You will certainly be called to somewhere shortly.


----------



## deggial

Hilltroll72 said:


> An alternative view would be that Sheldon's character has become more 'rounded'. The geeky guys thing never did work, those characters being too superficial (and incompetent too). The scientist coating just gave them some (underutilized) labels.
> 
> Amy's relationship with Sheldon has been going on long enough to allow the slapstick to diminish, and the actress playing her has improved her skills. The Bernadette character is lagging, for whatever reason. The Indian character is probably too far gone to save. The Jewish character is too stereotypical Jewish, must be a bitch to play.


yet somehow it's the best thing on TV :lol: says it all, eh? I personally loathe it.


----------



## elgar's ghost

While I'm here please allow me to offer what I think are some of the most useless UK sitcoms I can remember:

Father Dear Father (1968-73). Ultra-cosy sit-com featuring Patrick Cargill as a cravat-wearing upper-middle class writer put into a dither by his two 'rebellious' jolly hockey sticks-style daughters.

Bowler (1973). Excruciating comedy featuring the otherwise excellent George Baker as an East End gangster recently released from jail.

The Gaffer (1981-83). Bill Maynard in a cliche-ridden show about a devious company boss and his run-ins with the bolshy Glaswegian shop steward.

Union Castle (sometime in the 1980s). Stratford Johns as a Welsh politician. So banal I can't even remember what it was really about.

Tripper's Day (1984). A sad end to Leonard Rossiter's TV career. Here he played a supermarket boss. So bad that after Rossiter died they got Bruce Forsyth to replace him in a follow-up called Slinger's Day.

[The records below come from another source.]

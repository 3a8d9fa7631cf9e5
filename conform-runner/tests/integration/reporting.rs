// Copyright (c) The conform Contributors
// SPDX-License-Identifier: MIT OR Apache-2.0

use crate::fixtures::*;
use conform_runner::{
    outcome::Outcome,
    registry::{Registry, SuiteBuilder},
    reporter::{
        CrossCheckReport, DisplayOptions, ExpectedSets, ResultClass, ResultDisplayer, RunCounts,
        UnexpectedResult, summary_json,
    },
    runner::{RunOptions, RunState},
    test_filter::AllTests,
};
use pretty_assertions::assert_eq;
use std::time::Duration;

const CODES: &[&str] = &["OPEN1", "OPEN2", "OPEN3", "OPEN4", "OPEN5", "XPT1"];

fn open_registry() -> Registry<RecordingEnv> {
    let mut suite = SuiteBuilder::new();
    suite
        .module("servertests.st_open")
        .test("testOpen1", meta("OPEN1", &["all", "open"], &[]), pass)
        .test("testOpen2", meta("OPEN2", &["all", "open"], &[]), fail)
        .test("testOpen3", meta("OPEN3", &["all", "open"], &[]), warn)
        .test("testOpen4", meta("OPEN4", &["all", "open"], &[]), pass)
        .test("testOpen5", meta("OPEN5", &["all", "open"], &["OPEN2"]), pass);
    suite
        .module("servertests.st_xpt")
        .test("testXpt1", meta("XPT1", &["all", "xpt"], &[]), fail);
    suite.build().expect("valid suite")
}

fn expected_sets() -> ExpectedSets {
    let codes = |codes: &[&str]| codes.iter().map(|code| (*code).to_owned()).collect::<Vec<_>>();
    ExpectedSets::new(
        codes(&["OPEN1", "OPEN2", "COMP3"]),
        codes(&["DELEG1"]),
        codes(&["XPT1"]),
    )
}

fn open_run(registry: &Registry<RecordingEnv>) -> RunState {
    let mut env = RecordingEnv::default();
    let (state, _) = run(registry, RunOptions::default(), &AllTests, CODES, &mut env);
    state
}

#[test]
fn cross_check_findings() {
    let registry = open_registry();
    let state = open_run(&registry);
    let report = expected_sets().cross_check(&registry, &state);

    assert_eq!(
        report,
        CrossCheckReport {
            findings: vec![
                UnexpectedResult {
                    code: "OPEN1".to_owned(),
                    actual: ResultClass::Pass,
                    expected: ResultClass::Failure,
                    ignored: false,
                },
                UnexpectedResult {
                    code: "OPEN3".to_owned(),
                    actual: ResultClass::Warning,
                    expected: ResultClass::Pass,
                    ignored: false,
                },
                UnexpectedResult {
                    code: "XPT1".to_owned(),
                    actual: ResultClass::Failure,
                    expected: ResultClass::Pass,
                    ignored: true,
                },
            ],
            unexpected: 2,
            unconsumed_failures: vec!["OPEN1".to_owned(), "COMP3".to_owned()],
            unconsumed_warnings: vec!["DELEG1".to_owned()],
        }
    );
    assert!(!report.is_clean());
}

#[test]
fn run_counts() {
    let registry = open_registry();
    let state = open_run(&registry);
    let counts = RunCounts::new(&state);

    assert_eq!(
        counts,
        RunCounts {
            not_run: 0,
            omitted_by_filter: 0,
            skipped: 1,
            failed: 2,
            warned: 1,
            passed: 2,
            too_long: 0,
            too_long_failed: 0,
        }
    );
    assert_eq!(counts.selected(), 6);
    assert!(!counts.is_interrupted());
}

#[test]
fn listing_and_summary() {
    let registry = open_registry();
    let state = open_run(&registry);
    let displayer = ResultDisplayer::new(&registry, &state, DisplayOptions::default());

    let mut out = Vec::new();
    displayer.write_results(&mut out).expect("writing to a Vec succeeds");
    let out = String::from_utf8(out).expect("output is UTF-8");
    let lines: Vec<_> = out.lines().collect();

    let rule = "*".repeat(50);
    assert_eq!(lines[0], rule);
    assert_eq!(
        lines[1],
        format!("{:<65} : PASS", "OPEN1    st_open.testOpen1")
    );
    assert_eq!(
        lines[2],
        format!("{:<65} : FAILED", "OPEN2    st_open.testOpen2")
    );
    assert_eq!(
        lines[3],
        format!("{}OPEN2 returned NFS4ERR_INVAL", " ".repeat(11))
    );
    assert_eq!(
        lines[4],
        format!("{:<65} : WARNING", "OPEN3    st_open.testOpen3")
    );
    assert_eq!(lines[5], format!("{}expected NFS4ERR_NOENT", " ".repeat(11)));
    assert_eq!(
        lines[6],
        format!("{:<65} : PASS", "OPEN4    st_open.testOpen4")
    );
    // OPEN5 was omitted, which isn't shown by default.
    assert_eq!(
        lines[7],
        format!("{:<65} : FAILED", "XPT1     st_xpt.testXpt1")
    );
    assert_eq!(lines[9], rule);
    assert_eq!(lines[10], "Command line asked for 6 of 6 tests");
    assert_eq!(
        lines[11],
        "Of those: 1 Skipped, 2 Failed, 1 Warned, 2 Passed, 0 TooLongPass, 0 TooLongFail"
    );
    assert_eq!(lines.len(), 12);
}

#[test]
fn listing_shows_omissions_on_request() {
    let registry = open_registry();
    let state = open_run(&registry);
    let options = DisplayOptions {
        show_omit: true,
        show_pass: false,
        show_warn: false,
        show_fail: false,
        ..DisplayOptions::default()
    };
    let displayer = ResultDisplayer::new(&registry, &state, options);

    let mut out = Vec::new();
    displayer.write_results(&mut out).expect("writing to a Vec succeeds");
    let out = String::from_utf8(out).expect("output is UTF-8");
    let lines: Vec<_> = out.lines().collect();
    assert_eq!(
        lines[1..3].to_vec(),
        vec![
            format!("{:<65} : OMIT", "OPEN5    st_open.testOpen5"),
            format!("{}dependency OPEN2 had status FAILED", " ".repeat(11)),
        ]
    );
}

#[test]
fn interrupted_summary() {
    let registry = open_registry();
    let state = open_run(&registry);
    let displayer = ResultDisplayer::new(&registry, &state, DisplayOptions::default());
    let counts = RunCounts {
        not_run: 5,
        passed: 1,
        ..RunCounts::default()
    };

    let mut out = Vec::new();
    displayer
        .write_summary(&counts, &mut out)
        .expect("writing to a Vec succeeds");
    let out = String::from_utf8(out).expect("output is UTF-8");
    assert_eq!(
        out,
        "Tests interrupted! Only 1 test run\n\
         Of those: 0 Skipped, 0 Failed, 0 Warned, 1 Passed, 0 TooLongPass, 0 TooLongFail\n"
    );
}

#[test]
fn cross_check_output() {
    let registry = open_registry();
    let state = open_run(&registry);
    let report = expected_sets().cross_check(&registry, &state);
    let displayer = ResultDisplayer::new(&registry, &state, DisplayOptions::default());

    let mut out = Vec::new();
    displayer
        .write_cross_check(&report, &mut out)
        .expect("writing to a Vec succeeds");
    let out = String::from_utf8(out).expect("output is UTF-8");
    insta::assert_snapshot!(out, @r"
    **************************************************
    Expectation cross-check:
    Unexpected test PASS: OPEN1 (expected FAILURE)
    Unexpected test WARNING: OPEN3 (expected PASS)
    Unexpected test FAILURE: XPT1 (expected PASS)
    Ignoring FAILURE for test XPT1
    2 unexpected results
    ");
}

#[test]
fn clean_cross_check_output() {
    let registry = open_registry();
    let state = open_run(&registry);
    let codes = |codes: &[&str]| codes.iter().map(|code| (*code).to_owned()).collect::<Vec<_>>();
    let sets = ExpectedSets::new(
        codes(&["OPEN2", "XPT1", "COMP3"]),
        codes(&["OPEN3"]),
        Vec::new(),
    );
    let report = sets.cross_check(&registry, &state);
    assert!(report.is_clean());

    let options = DisplayOptions {
        verbose: true,
        ..DisplayOptions::default()
    };
    let displayer = ResultDisplayer::new(&registry, &state, options);
    let mut out = Vec::new();
    displayer
        .write_cross_check(&report, &mut out)
        .expect("writing to a Vec succeeds");
    let out = String::from_utf8(out).expect("output is UTF-8");
    insta::assert_snapshot!(out, @r"
    **************************************************
    Expectation cross-check:
    Expected failures not observed: COMP3

    You have PASSED with flying colors.
    ");
}

#[test]
fn machine_readable_summary() {
    let registry = open_registry();
    let state = open_run(&registry);
    let report = expected_sets().cross_check(&registry, &state);
    let summary = summary_json(registry.len(), &RunCounts::new(&state), &report);

    assert_eq!(summary.total_tests, 6);
    assert_eq!(summary.counts.failed, 2);
    assert_eq!(summary.counts.skipped, 1);
    assert_eq!(summary.unexpected_count, 2);
    assert!(!summary.clean);
    assert_eq!(summary.unexpected.len(), 3);
    assert_eq!(summary.unexpected[0].code, "OPEN1");
    assert_eq!(summary.unexpected[0].actual, "pass");
    assert_eq!(summary.unexpected[0].expected, "failure");
    assert!(summary.unexpected[2].ignored);
    assert_eq!(summary.unconsumed_failures, vec!["OPEN1", "COMP3"]);
    assert_eq!(summary.unconsumed_warnings, vec!["DELEG1"]);
}

#[test]
fn slow_warnings_are_cross_checked_as_failures() {
    let mut suite = SuiteBuilder::new();
    suite.module("servertests.st_deleg").test(
        "testDeleg1",
        meta("DELEG1", &["all", "deleg"], &[]),
        slow(Duration::from_millis(50), warn),
    );
    let registry = suite.build().expect("valid suite");

    let mut env = RecordingEnv::default();
    let options = RunOptions {
        timeout: Some(Duration::from_millis(5)),
        ..RunOptions::default()
    };
    let (state, _) = run(&registry, options, &AllTests, &["DELEG1"], &mut env);
    let deleg = registry.by_code("DELEG1").expect("registered");
    assert_eq!(state.result(deleg).outcome, Outcome::TooLongFailed);

    let report = expected_sets().cross_check(&registry, &state);
    assert_eq!(
        report.findings,
        vec![UnexpectedResult {
            code: "DELEG1".to_owned(),
            actual: ResultClass::Failure,
            expected: ResultClass::Warning,
            ignored: false,
        }]
    );
    assert_eq!(report.unexpected, 1);
    assert_eq!(report.unconsumed_warnings, vec!["DELEG1".to_owned()]);
}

Girls on Top (1985-86). Four stereotypical women sharing a flat (Ruby Wax as brash Yank, Dawn French as feminist, Jennifer Saunders as frump and Tracey Ullman as bimbo). This was a classic case of the Comic Strip Mafia thinking that everything associated with them would be comedy gold in the wake of massively-successful The Young Ones and some of the Comic Strip Presents shows. Not so - this was dire.

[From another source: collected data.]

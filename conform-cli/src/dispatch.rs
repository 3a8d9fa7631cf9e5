// Copyright (c) The conform Contributors
// SPDX-License-Identifier: MIT OR Apache-2.0

use crate::{
    ExpectedError,
    output::{OutputContext, OutputOpts},
};
use camino::{Utf8Path, Utf8PathBuf};
use clap::{Args, Parser};
use conform_metadata::ConformExitCode;
use conform_runner::{
    config::SuiteConfig,
    errors::Interrupted,
    registry::{Registry, SuiteBuilder},
    reporter::{
        DisplayOptions, ExpectationContext, ResultDisplayer, RunCounts, TestEventKind,
        summary_json,
    },
    runner::{Environment, RunOptions, RunState, TestRunnerBuilder},
    test_filter::SelectionFilter,
};
use std::{
    fs::File,
    io::{BufWriter, Write},
    sync::{Arc, atomic::AtomicBool},
    time::Duration,
};
use tracing::{debug, warn};

/// Runs a conformance suite.
///
/// Selection arguments name flags or test codes; prefix one with `no` to exclude it. With no
/// inclusion arguments, every test flagged `all` is selected.
#[derive(Debug, Parser)]
#[command(version)]
pub struct SuiteApp {
    #[command(flatten)]
    output: OutputOpts,

    #[command(flatten)]
    run_opts: RunOpts,

    #[command(flatten)]
    display_opts: DisplayOpts,

    /// Config file [default: .config/conform.toml]
    #[arg(long, value_name = "PATH")]
    config_file: Option<Utf8PathBuf>,

    /// Apply the expectations for runs with a second server
    #[arg(long)]
    second_server: bool,

    /// Write a machine-readable summary of the run to this file
    #[arg(long, value_name = "PATH")]
    json_summary: Option<Utf8PathBuf>,

    /// Flags and test codes to run, each optionally prefixed with `no` to exclude it
    #[arg(value_name = "FLAG|CODE")]
    selection: Vec<String>,
}

impl SuiteApp {
    /// Initializes logging and returns the output context.
    pub fn init_output(&self) -> OutputContext {
        self.output.init()
    }

    /// Returns true if `--second-server` was passed.
    pub fn second_server(&self) -> bool {
        self.second_server
    }

    /// Executes the app against a suite, returning the process exit code.
    ///
    /// Test listings and the cross-check are written to `stdout`; logs go to stderr.
    pub fn exec<E: Environment>(
        self,
        suite: SuiteBuilder<E>,
        env: &mut E,
        output: OutputContext,
        stdout: &mut dyn Write,
    ) -> Result<i32, ExpectedError> {
        let cwd = std::env::current_dir()
            .map_err(|err| ExpectedError::CurrentDirFailed { err })?;
        let root = Utf8PathBuf::try_from(cwd)
            .map_err(|err| ExpectedError::CurrentDirInvalidUtf8 { err })?;

        let interrupt = Arc::new(AtomicBool::new(false));
        install_signal_handlers(&interrupt)?;

        self.exec_in(&root, suite, env, output, interrupt, stdout)
    }

    // ---
    // Helper methods
    // ---

    fn exec_in<E: Environment>(
        self,
        root: &Utf8Path,
        suite: SuiteBuilder<E>,
        env: &mut E,
        output: OutputContext,
        interrupt: Arc<AtomicBool>,
        stdout: &mut dyn Write,
    ) -> Result<i32, ExpectedError> {
        let config = SuiteConfig::from_sources(root, self.config_file.as_deref())?;
        let registry = suite.build()?;
        let filter = SelectionFilter::parse(&registry, &self.selection)?;

        let mut run_options = self.run_opts.apply(config.run_options());
        run_options.verbose = output.verbose;
        let mut display_options = self.display_opts.apply(config.display_options());
        display_options.verbose = output.verbose;

        env.init().map_err(ExpectedError::environment_init)?;
        let (state, interrupted) = run_suite(&registry, &filter, run_options, interrupt, env);
        if let Err(error) = env.finish() {
            warn!("environment teardown failed: {error}");
        }

        let mut displayer = ResultDisplayer::new(&registry, &state, display_options);
        if output.color.should_colorize(supports_color::Stream::Stdout) {
            displayer.colorize();
        }
        let counts = RunCounts::new(&state);
        let report = config
            .expectations()
            .resolve(&ExpectationContext {
                second_server: self.second_server,
            })
            .cross_check(&registry, &state);

        displayer
            .write_results(stdout)
            .and_then(|()| displayer.write_cross_check(&report, stdout))
            .and_then(|()| stdout.flush())
            .map_err(|err| ExpectedError::WriteOutputError { err })?;

        if let Some(path) = &self.json_summary {
            let summary = summary_json(registry.len(), &counts, &report);
            write_summary(path, &summary)?;
        }

        let code = if interrupted.is_some() {
            ConformExitCode::INTERRUPTED
        } else if counts.selected() == 0 {
            ConformExitCode::NO_TESTS_RUN
        } else if !report.is_clean() {
            ConformExitCode::UNEXPECTED_RESULTS
        } else {
            ConformExitCode::OK
        };
        Ok(code)
    }
}

#[derive(Debug, Default, Args)]
#[command(next_help_heading = "Runner options")]
struct RunOpts {
    /// Run tests even if their prerequisites failed, and skip predicate checks
    #[arg(long)]
    force: bool,

    /// Run prerequisites that the selection would otherwise omit
    #[arg(long)]
    rundeps: bool,

    /// Reclassify tests that take longer than this as TOOLONG or TOOLONGFAIL (0 disables)
    #[arg(long, value_name = "DURATION", value_parser = humantime::parse_duration)]
    timeout: Option<Duration>,

    /// Log how long each test took
    #[arg(long)]
    show_time: bool,
}

impl RunOpts {
    /// Applies command-line overrides to options read from config.
    fn apply(&self, mut options: RunOptions) -> RunOptions {
        options.force |= self.force;
        options.run_all_dependencies |= self.rundeps;
        options.show_time |= self.show_time;
        if let Some(timeout) = self.timeout {
            options.timeout = Some(timeout);
        }
        options
    }
}

#[derive(Debug, Default, Args)]
#[command(next_help_heading = "Display options")]
struct DisplayOpts {
    /// Show tests omitted because their prerequisites did not succeed
    #[arg(long)]
    show_omit: bool,

    /// Hide passing tests
    #[arg(long)]
    hide_pass: bool,

    /// Hide warnings
    #[arg(long)]
    hide_warn: bool,

    /// Hide failures
    #[arg(long)]
    hide_fail: bool,

    /// Show each test's summary line
    #[arg(long)]
    show_doc: bool,
}

impl DisplayOpts {
    fn apply(&self, mut options: DisplayOptions) -> DisplayOptions {
        options.show_omit |= self.show_omit;
        options.show_pass &= !self.hide_pass;
        options.show_warn &= !self.hide_warn;
        options.show_fail &= !self.hide_fail;
        options.show_doc |= self.show_doc;
        options
    }
}

/// Runs every selected test in declaration order.
///
/// Returns the final state, along with the code of the test that was running if the run was
/// interrupted.
fn run_suite<E: Environment>(
    registry: &Registry<E>,
    filter: &SelectionFilter,
    options: RunOptions,
    interrupt: Arc<AtomicBool>,
    env: &mut E,
) -> (RunState, Option<Interrupted>) {
    let mut current = None;
    let mut builder = TestRunnerBuilder::default();
    builder.set_options(options).set_interrupt_flag(interrupt);
    let mut runner = builder.build(registry, filter, |event| match event.kind {
        TestEventKind::TestStarted { code, .. } => current = Some(code),
        TestEventKind::TestFinished { .. } => current = None,
        TestEventKind::TestOmitted { .. } | TestEventKind::CycleDetected { .. } => {}
    });

    let ids: Vec<_> = registry.ids().collect();
    let result = runner.run_all(&ids, env);
    let state = runner.into_state();
    match result {
        Ok(()) => (state, None),
        Err(interrupted) => {
            match current {
                Some(code) => warn!(%code, "run interrupted while the test was running"),
                None => warn!("run interrupted"),
            }
            (state, Some(interrupted))
        }
    }
}

fn install_signal_handlers(flag: &Arc<AtomicBool>) -> Result<(), ExpectedError> {
    for signal in [signal_hook::consts::SIGINT, signal_hook::consts::SIGTERM] {
        signal_hook::flag::register(signal, Arc::clone(flag))
            .map_err(|err| ExpectedError::SignalHandlerSetupError { err })?;
    }
    debug!("installed signal handlers");
    Ok(())
}

fn write_summary(
    path: &Utf8Path,
    summary: &conform_metadata::RunSummaryJson,
) -> Result<(), ExpectedError> {
    let map_err = |err| ExpectedError::WriteSummaryError {
        path: path.to_owned(),
        err,
    };
    let mut writer = BufWriter::new(File::create(path).map_err(map_err)?);
    serde_json::to_writer_pretty(&mut writer, summary)
        .map_err(std::io::Error::from)
        .and_then(|()| writer.flush())
        .map_err(map_err)
}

Fithy Rich & Catflap. Another total clunker from the Comic Strip Mafia about a dodgy agent (Nigel Planer), his bodyguard (Adrian Edmondson) and a struggling actor (Rick Mayall). How Nigel Planer can complain about the almost universal thumbs-down it got is totally beyond my ken.

Bread (1986-91). Comedy about a largely workshy Liverpool family starring Jean Boht as the matriarch trying to keep her large brood (most of whom have 'issues' or petty crises) in line. Carla Lane at her most twee and it got worse by the series.

Anyone care to nominate any others from across the world?


----------



## Selby

moody said:


> I really can't agree I think it's the funniest thing on TV.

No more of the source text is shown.